## Task description:
In the entries below, find the lines with the word "range" and copy them.

**** Data shown ****

pub mod query_frontmatter;
pub mod query_journal;
pub mod update_index;

use std::sync::Arc;

use query_frontmatter::QueryFrontmatterParams;
use query_journal::QueryJournalParams;
use rmcp::handler::server::tool::ToolRouter;
use rmcp::handler::server::wrapper::Parameters;
use rmcp::model::{CallToolResult, Content, ServerCapabilities, ServerInfo};
use rmcp::{tool, tool_handler, tool_router, ErrorData as McpError, ServerHandler};
use serde::Serialize;
use update_index::UpdateIndexParams;

use crate::config::JournalConfig;
use crate::error::JournalError;
use crate::fields::{self, FieldQuery};
use crate::journal::JournalContext;

/// Caller mistakes become `invalid params`; everything else is an internal error.
fn to_mcp_error(err: JournalError, action: &str) -> McpError {
    if err.is_client_error() {
        McpError::invalid_params(err.to_string(), None)
    } else {
        tracing::error!(error = %err, "{action} failed");
        McpError::internal_error(format!("{action} failed: {err}"), None)
    }
}

fn join_error(err: tokio::task::JoinError) -> McpError {
    McpError::internal_error(format!("worker task failed: {err}"), None)
}

fn pretty_json<T: Serialize>(value: &T) -> Result<CallToolResult, McpError> {
    let text = serde_json::to_string_pretty(value)
        .map_err(|e| McpError::internal_error(format!("serialization failed: {e}"), None))?;
    Ok(CallToolResult::success(vec![Content::text(text)]))
}

/// Semantic search server: `query_journal` and `update_index`.
#[derive(Clone)]
pub struct JournalTools {
    tool_router: ToolRouter<Self>,
    ctx: Arc<JournalContext>,
}

#[tool_router]
impl JournalTools {
    pub fn new(ctx: Arc<JournalContext>) -> Self {
        Self {
            tool_router: Self::tool_router(),
            ctx,
        }
    }

    /// Semantic search over journal entries.
    #[tool(description = "Queries the personal journal entries using semantic search. Returns one result per entry, nearest first, as a JSON array of {source, date, text, distance, chunk_type, context_note}.")]
    async fn query_journal(
        &self,
        Parameters(params): Parameters<QueryJournalParams>,
    ) -> Result<CallToolResult, McpError> {
        let k = match params.n_results {
            None => self.ctx.config.retrieval.default_n_results,
            Some(n) if n >= 1 => n as usize,
            Some(n) => {
                return Err(McpError::invalid_params(
                    format!("n_results must be a positive integer, got {n}"),
                    None,
                ))
            }
        };
        tracing::info!(query_len = params.query.len(), k, "query_journal called");

        // Embedding and KNN are blocking.
        let ctx = Arc::clone(&self.ctx);
        let query = params.query;
        let hits = tokio::task::spawn_blocking(move || ctx.search(&query, k))
            .await
            .map_err(join_error)?
            .map_err(|e| to_mcp_error(e, "Query execution"))?;

        pretty_json(&hits)
    }

    /// Bring the index up to date with the journal directory.
    #[tool(description = "Updates the journal index with new or modified entries. Set full_reindex=true to rebuild from every entry.")]
    async fn update_index(
        &self,
        Parameters(params): Parameters<UpdateIndexParams>,
    ) -> Result<CallToolResult, McpError> {
        let full = params.full_reindex.unwrap_or(false);
        tracing::info!(full, "update_index called");

        let ctx = Arc::clone(&self.ctx);
        let report = tokio::task::spawn_blocking(move || ctx.index(full))
            .await
            .map_err(join_error)?;

        if report.success {
            Ok(CallToolResult::success(vec![Content::text(report.message)]))
        } else {
            Err(McpError::internal_error(
                format!("Index update failed: {}", report.message),
                serde_json::to_value(&report).ok(),
            ))
        }
    }
}

#[tool_handler]
impl ServerHandler for JournalTools {
    fn get_info(&self) -> ServerInfo {
        ServerInfo {
            instructions: Some(
                "Semantic search over a personal markdown journal. Use query_journal to find \
                 entries by meaning and update_index after entries are added or edited."
                    .into(),
            ),
            capabilities: ServerCapabilities::builder().enable_tools().build(),
            ..Default::default()
        }
    }
}

/// Frontmatter server: `query_frontmatter`. Needs no index or model.
#[derive(Clone)]
pub struct FrontmatterTools {
    tool_router: ToolRouter<Self>,
    config: Arc<JournalConfig>,
}

#[tool_router]
impl FrontmatterTools {
    pub fn new(config: Arc<JournalConfig>) -> Self {
        Self {
            tool_router: Self::tool_router(),
            config,
        }
    }

    /// Extract frontmatter fields across dated entries.
    #[tool(description = "Queries YAML frontmatter fields (e.g. mood, anxiety, weight_kg) across dated journal entries, with optional date range, statistics and csv/table output.")]
    async fn query_frontmatter(
        &self,
        Parameters(params): Parameters<QueryFrontmatterParams>,
    ) -> Result<CallToolResult, McpError> {
        let query = FieldQuery::parse(
            params.fields,
            &self.config.fields.default_fields,
            params.start_date.as_deref(),
            params.end_date.as_deref(),
            params.stats.unwrap_or(false),
            params.format.as_deref(),
        )
        .map_err(|e| to_mcp_error(e, "Frontmatter query"))?;
        tracing::info!(fields = ?query.fields, stats = query.stats, "query_frontmatter called");

        let config = Arc::clone(&self.config);
        let report = tokio::task::spawn_blocking(move || fields::query_fields(&config, &query))
            .await
            .map_err(join_error)?
            .map_err(|e| to_mcp_error(e, "Frontmatter query"))?;

        pretty_json(&report)
    }
}

#[tool_handler]
impl ServerHandler for FrontmatterTools {
    fn get_info(&self) -> ServerInfo {
        ServerInfo {
            instructions: Some(
                "Structured queries over journal frontmatter. Use query_frontmatter to pull \
                 fields like mood or weight over a date range, optionally with statistics."
                    .into(),
            ),
            capabilities: ServerCapabilities::builder().enable_tools().build(),
            ..Default::default()
        }
    }
}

****

## Response to this exercise:
    #[tool(description = "Queries YAML frontmatter fields (e.g. mood, anxiety, weight_kg) across dated journal entries, with optional date range, statistics and csv/table output.")]
                 fields like mood or weight over a date range, optionally with statistics."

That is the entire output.